Check the appropriate box below if the Form 8-K filing is intended to simultaneously satisfy the filing obligation of the registrant under any of the following provisions:

 

¨ Written communications pursuant to Rule 425 under the Securities Act (17 CFR 230.425)

 

¨ Soliciting material pursuant to Rule 14a-12 under the Exchange Act (17 CFR 240.14a-12)

 

¨ Pre-commencement communications pursuant to Rule 14d-2(b) under the Exchange Act (17 CFR 240.14d-2(b))

 

¨ Pre-commencement communications pursuant to Rule 13e-4(c) under the Exchange Act (17 CFR 240.13e-4(c))

 

 

 


Item 1.01 Entry into a Material Definitive Agreement.

Indenture

On December 8, 2015, Group 1 Automotive, Inc. (the “Company”) completed its private placement (the “Offering”) of $300,000,000 aggregate principal amount of its 5.250% Senior Notes due 2023 (the “Notes”) to Wells Fargo Securities, LLC and the other initial purchasers (the “Initial Purchasers”). The Notes are guaranteed on an unsecured senior basis (the “Guarantees”) by certain of the Company’s subsidiaries (collectively, the “Guarantors”). The terms of the Notes are governed by the indenture dated as of December 8, 2015 (the “Indenture”), by and among the Company, the Guarantors and Wells Fargo Bank, National Association, as trustee (the “Trustee”).

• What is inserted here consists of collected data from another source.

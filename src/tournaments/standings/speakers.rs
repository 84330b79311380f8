//! Individual speaker awards.

use std::collections::HashSet;

use indexmap::IndexMap;
use rust_decimal::Decimal;
use serde::{Deserialize, Serialize};

use crate::tournaments::{
    config::SpeakerAwardsConfig, rounds::results::SpeakerScore,
};

/// One speaker's line in the speaker tab.
#[derive(Serialize, Deserialize, Clone, Debug, PartialEq, Eq)]
pub struct SpeakerStanding {
    pub speaker_id: String,
    pub name: String,
    pub team_id: String,
    /// Every scored round which passed the filters, in input order.
    pub points: Vec<Decimal>,
    pub raw_total: Decimal,
    /// Total after the configured highest and lowest scores were dropped.
    pub adjusted_total: Decimal,
    /// 1-based. No two speakers share a rank.
    pub rank: usize,
}

impl SpeakerStanding {
    /// The name to print, falling back to the id for anonymous entries.
    pub fn display_name(&self) -> &str {
        if self.name.is_empty() {
            &self.speaker_id
        } else {
            &self.name
        }
    }
}

#[derive(Clone, Debug, PartialEq, Eq)]
pub struct SpeakerStandings {
    pub config: SpeakerAwardsConfig,
    pub ranked: Vec<SpeakerStanding>,
    /// Speakers ranked before truncating to the configured top-N.
    pub individuals_considered: usize,
}

/// Sums `points` after dropping the `drop_high` highest and `drop_low` lowest
/// entries. Dropping more entries than there are leaves nothing, so the
/// total is zero.
pub fn adjusted_total(
    points: &[Decimal],
    drop_high: usize,
    drop_low: usize,
) -> Decimal {
    let mut sorted = points.to_vec();
    sorted.sort();

    let end = sorted.len().saturating_sub(drop_high);
    let start = drop_low.min(end);
    sorted[start..end].iter().sum()
}

impl SpeakerStandings {
    /// Builds the speaker tab.
    ///
    /// Entries without a submitted score, and entries outside the configured
    /// division, are ignored. Speakers left with no entries never competed
    /// and are omitted; speakers whose entries were all dropped by the
    /// drop-high/drop-low adjustment are kept with a total of zero.
    ///
    /// Ranking is by adjusted total, then raw total (both descending), then
    /// the order in which speakers first appear in `scores`.
    #[tracing::instrument(skip_all, fields(entries = scores.len()))]
    pub fn compute(
        scores: &[SpeakerScore],
        config: &SpeakerAwardsConfig,
    ) -> Self {
        let breaking: HashSet<&str> = if config.exclude_breaking {
            config.breaking_teams.iter().map(String::as_str).collect()
        } else {
            HashSet::new()
        };

        let mut entries_of_speaker: IndexMap<&str, Vec<&SpeakerScore>> =
            IndexMap::new();
        for score in scores {
            let in_division = match &config.division {
                Some(division) => score.division.as_ref() == Some(division),
                None => true,
            };
            if in_division && score.points.is_some() {
                entries_of_speaker
                    .entry(score.speaker_id.as_str())
                    .or_default()
                    .push(score);
            }
        }

        let mut ranked: Vec<SpeakerStanding> = entries_of_speaker
            .into_iter()
            .filter(|(speaker, entries)| {
                let excluded = breaking.contains(entries[0].team_id.as_str());
                if excluded {
                    tracing::trace!("Excluding {speaker} (breaking team)");
                }
                !excluded
            })
            .map(|(speaker, entries)| {
                let points: Vec<Decimal> =
                    entries.iter().filter_map(|entry| entry.points).collect();

                if config.drop_high + config.drop_low >= points.len() {
                    tracing::trace!(
                        "All {} scores of {speaker} dropped",
                        points.len()
                    );
                }

                SpeakerStanding {
                    speaker_id: speaker.to_string(),
                    name: entries[0].name.clone(),
                    team_id: entries[0].team_id.clone(),
                    raw_total: points.iter().sum(),
                    adjusted_total: adjusted_total(
                        &points,
                        config.drop_high,
                        config.drop_low,
                    ),
                    points,
                    rank: 0,
                }
            })
            .collect();

        // stable, so full ties keep first-appearance order
        ranked.sort_by(|a, b| {
            b.adjusted_total
                .cmp(&a.adjusted_total)
                .then_with(|| b.raw_total.cmp(&a.raw_total))
        });
        for (i, standing) in ranked.iter_mut().enumerate() {
            standing.rank = i + 1;
        }

        let individuals_considered = ranked.len();
        if let Some(top) = config.top {
            ranked.truncate(top);
        }

        tracing::debug!(
            "Ranked {individuals_considered} speakers, returning {}",
            ranked.len()
        );

        Self {
            config: config.clone(),
            ranked,
            individuals_considered,
        }
    }
}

The Notes will mature on December 15, 2023, and interest is payable on the Notes on each June 15 and December 15, commencing on June 15, 2016. The Company may redeem up to 35% of the original principal amount of the Notes using the proceeds of certain equity offerings completed on or before December 15, 2018 at a redemption price of 105.250% of the principal amount of the Notes, together with accrued and unpaid interest, if any, to, but excluding, the date of redemption, provided that:

(i) at least 65% of the aggregate principal amount of all Notes issued remains outstanding after each such redemption; and

(ii) the redemption occurs within 120 days of the date of the closing of such equity offering.

Prior to December 15, 2018, the Company may redeem all or a part of the Notes at a redemption price equal to 100% of the principal amount of the Notes redeemed plus an applicable make-whole premium as of, and accrued and unpaid interest, if any, on the Notes redeemed to, the applicable date of redemption.

On or after December 15, 2018, the Company may on any one or more occasions redeem all or a part of the Notes at the following redemption prices (expressed as percentages of the principal amount) plus accrued and unpaid interest, if any, on the Notes redeemed, to, but excluding, the applicable redemption date, if redeemed during the 12-month period beginning on December 15 of the years indicated:

 

Year

   Percentage  

2018

     103.938

2019

     102.625

2020

     101.313

2021 and thereafter

     100.000

Upon the occurrence of a Change of Control (as defined in the Indenture), the Company will be required to make an offer to purchase all outstanding Notes at a purchase price equal to 101% of their principal amount plus accrued and unpaid interest, if any, to, but excluding, the repurchase date.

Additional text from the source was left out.